Gli investimenti nelle infrastrutture vanno commisurati alla reale rilevanza delle infrastrutture stesse. Credo che a Forlì non mancherebbero occasioni per investire meglio quei 3 MLN€.
Sulla legge elettorale fai una ricerca e ci sono un sacco di articoli e spiegazioni perché la legge elettorale favorisce certi territori nel far scattare gli eletti.
Qui c'è la legge elettorale dell'ER.

40 dei 50 consiglieri sono eletti in base alle circoscrizioni provinciali sulla base dei dati dell'ultimo censimento, 10 sono eletti in un collegio unico regionale.
Riguardo ai 40 consiglieri eletti su base provinciale, nelle elezioni del 2018 a Bologna ne sono spettati 9 (uno ogni 113.168 abitanti, dato Istat Maggio 2021), a Forlì-Cesena 4 (uno ogni 98.132 abitanti). La media regionale è di un consigliere ogni 110.926 abitanti.

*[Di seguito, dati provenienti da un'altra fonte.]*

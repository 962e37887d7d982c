//! Name uniquification for rooms and rollers.
//!
//! Room names are unique process-wide, roller names are unique within
//! their room. Both go through [`uniquify`], which never fails and never
//! loops forever:
//!
//! - An empty request gets a random `adjective-noun` name, retried up to
//!   [`MAX_GENERATION_ATTEMPTS`] times before falling back to a
//!   deterministic pattern that widens until it is free.
//! - A non-empty request is used as a base and suffixed with `-1`, `-2`, …
//!   until the smallest free suffix is found.

use rand::rngs::StdRng;
use rand::seq::SliceRandom;
use rand::SeedableRng;
use std::collections::HashSet;
use std::time::{SystemTime, UNIX_EPOCH};

/// Random name attempts before the deterministic fallback kicks in.
pub const MAX_GENERATION_ATTEMPTS: usize = 100;

/// Base of the deterministic fallback pattern.
const FALLBACK_NAME: &str = "anonymous";

const ADJECTIVES: &[&str] = &[
    "ancient", "bitter", "bold", "brave", "calm", "cold", "crimson", "curly", "damp", "dark",
    "dawn", "delicate", "divine", "dry", "empty", "falling", "fancy", "flat", "floral",
    "fragrant", "frosty", "gentle", "green", "hidden", "holy", "icy", "jolly", "late",
    "lingering", "little", "lively", "long", "lucky", "misty", "morning", "muddy", "nameless",
    "noisy", "old", "orange", "patient", "plain", "polished", "proud", "purple", "quiet",
    "rapid", "raspy", "restless", "rough", "round", "royal", "shiny", "shy", "silent",
    "small", "snowy", "soft", "solitary", "sparkling", "spring", "square", "steep", "still",
    "summer", "super", "sweet", "throbbing", "tight", "tiny", "twilight", "wandering",
    "weathered", "white", "wild", "winter", "wispy", "withered", "yellow", "young",
];

const NOUNS: &[&str] = &[
    "art", "band", "bar", "base", "bird", "block", "boat", "bonus", "bread", "breeze",
    "brook", "bush", "butterfly", "cake", "cell", "cherry", "cloud", "credit", "darkness",
    "dawn", "dew", "disk", "dream", "dust", "feather", "field", "fire", "firefly", "flower",
    "fog", "forest", "frog", "frost", "glade", "glitter", "grass", "hall", "hat", "haze",
    "heart", "hill", "king", "lab", "lake", "leaf", "limit", "math", "meadow", "mode",
    "moon", "morning", "mountain", "mouse", "mud", "night", "paper", "pine", "poetry",
    "pond", "queen", "rain", "recipe", "resonance", "rice", "river", "salad", "scene",
    "sea", "shadow", "shape", "silence", "sky", "smoke", "snow", "snowflake", "sound",
    "star", "sun", "sunset", "surf", "term", "thunder", "tooth", "tree", "truth", "union",
    "unit", "violet", "voice", "water", "waterfall", "wave", "wildflower", "wind", "wood",
];

/// Return a name that is not contained in `taken`.
///
/// `requested` is used verbatim when it is free. Collisions are resolved by
/// appending the smallest `-N` suffix that is free. An empty `requested`
/// is replaced by a generated name first.
#[must_use]
pub fn uniquify(requested: &str, taken: &HashSet<&str>) -> String {
    let base = if requested.is_empty() {
        generate_name(taken)
    } else {
        requested.to_string()
    };

    if !taken.contains(base.as_str()) {
        return base;
    }

    // Each step consumes a new suffix and `taken` is finite, so this ends.
    let mut suffix: u64 = 1;
    loop {
        let candidate = format!("{base}-{suffix}");
        if !taken.contains(candidate.as_str()) {
            return candidate;
        }
        suffix += 1;
    }
}

/// Generate a random human-readable name that is not in `taken`.
///
/// The generator is seeded from the wall clock. After
/// [`MAX_GENERATION_ATTEMPTS`] collisions the deterministic fallback is
/// used instead.
#[must_use]
pub fn generate_name(taken: &HashSet<&str>) -> String {
    let mut rng = StdRng::seed_from_u64(wall_clock_seed());

    for _ in 0..MAX_GENERATION_ATTEMPTS {
        let adjective = ADJECTIVES.choose(&mut rng).copied().unwrap_or("plain");
        let noun = NOUNS.choose(&mut rng).copied().unwrap_or("die");
        let name = format!("{adjective}-{noun}");
        if !taken.contains(name.as_str()) {
            return name;
        }
    }

    tracing::warn!(
        target: "dice.names",
        attempts = MAX_GENERATION_ATTEMPTS,
        taken = taken.len(),
        "Random name generation exhausted, using fallback pattern"
    );
    fallback_name(taken)
}

/// Deterministic fallback: `anonymous`, `anonymousanonymous`, … until free.
fn fallback_name(taken: &HashSet<&str>) -> String {
    let mut name = String::new();
    loop {
        name.push_str(FALLBACK_NAME);
        if !taken.contains(name.as_str()) {
            return name;
        }
    }
}

fn wall_clock_seed() -> u64 {
    SystemTime::now()
        .duration_since(UNIX_EPOCH)
        .map(|d| {
            // Truncation is fine, any bits make a seed
            #[allow(clippy::cast_possible_truncation)]
            let nanos = d.as_nanos() as u64;
            nanos
        })
        .unwrap_or_default()
}

#[cfg(test)]
#[allow(clippy::unwrap_used, clippy::expect_used)]
mod tests {
    use super::*;

    fn taken<'a>(names: &[&'a str]) -> HashSet<&'a str> {
        names.iter().copied().collect()
    }

    #[test]
    fn test_free_name_is_kept() {
        assert_eq!(uniquify("alice", &taken(&["bob"])), "alice");
        assert_eq!(uniquify("alice", &HashSet::new()), "alice");
    }

    #[test]
    fn test_collision_appends_smallest_suffix() {
        assert_eq!(uniquify("alice", &taken(&["alice"])), "alice-1");
        assert_eq!(
            uniquify("alice", &taken(&["alice", "alice-1", "alice-2"])),
            "alice-3"
        );
        // Gaps are filled with the smallest free suffix
        assert_eq!(uniquify("alice", &taken(&["alice", "alice-2"])), "alice-1");
    }

    #[test]
    fn test_suffix_applies_to_names_that_look_suffixed() {
        assert_eq!(uniquify("alice-1", &taken(&["alice-1"])), "alice-1-1");
    }

    #[test]
    fn test_empty_request_generates_name() {
        let name = uniquify("", &HashSet::new());
        assert!(!name.is_empty());
        assert!(name.contains('-'), "expected adjective-noun, got {name}");
    }

    #[test]
    fn test_generated_name_avoids_taken() {
        let first = generate_name(&HashSet::new());
        let second = generate_name(&taken(&[first.as_str()]));
        assert_ne!(first, second);
    }

    #[test]
    fn test_fallback_widens_until_free() {
        assert_eq!(fallback_name(&HashSet::new()), "anonymous");
        assert_eq!(
            fallback_name(&taken(&["anonymous", "anonymousanonymous"])),
            "anonymousanonymousanonymous"
        );
    }

    #[test]
    fn test_generation_terminates_when_every_random_name_is_taken() {
        let all: Vec<String> = ADJECTIVES
            .iter()
            .flat_map(|a| NOUNS.iter().map(move |n| format!("{a}-{n}")))
            .collect();
        let set: HashSet<&str> = all.iter().map(String::as_str).collect();

        assert_eq!(generate_name(&set), "anonymous");
    }

    #[test]
    fn test_growing_taken_set_stays_unique() {
        let mut owned: Vec<String> = Vec::new();
        for requested in ["", "alice", "alice", "", "bob", "alice", "alice-1", ""] {
            let set: HashSet<&str> = owned.iter().map(String::as_str).collect();
            let name = uniquify(requested, &set);
            assert!(!set.contains(name.as_str()), "{name} collided");
            owned.push(name);
        }
        assert_eq!(owned.len(), 8);
    }
}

Non si sembra proprio che il sistema favorisca Bologna, anzi...
Anche sulla polemica su una regione bologna centrica ne trovi quante ne vuoi.
Trovi tanti articoli che esprimono la bolognacentricità come un assioma su cui costruire teoremi politici di convenienza, senza mai spiegare in concreto in cosa consisterebbe. Un po' come il fatto che FRL sia strategico. A Forlì e dintorni nessun politico oserebbe metterlo in dubbio, ma non casualmente nessuno si prende la briga di approfondire il discorso sul piano tecnico/numerico. Perchè andare oltre il fumo, significherebbe palesare una realtà che affonderebbe l'assunto senza speranza.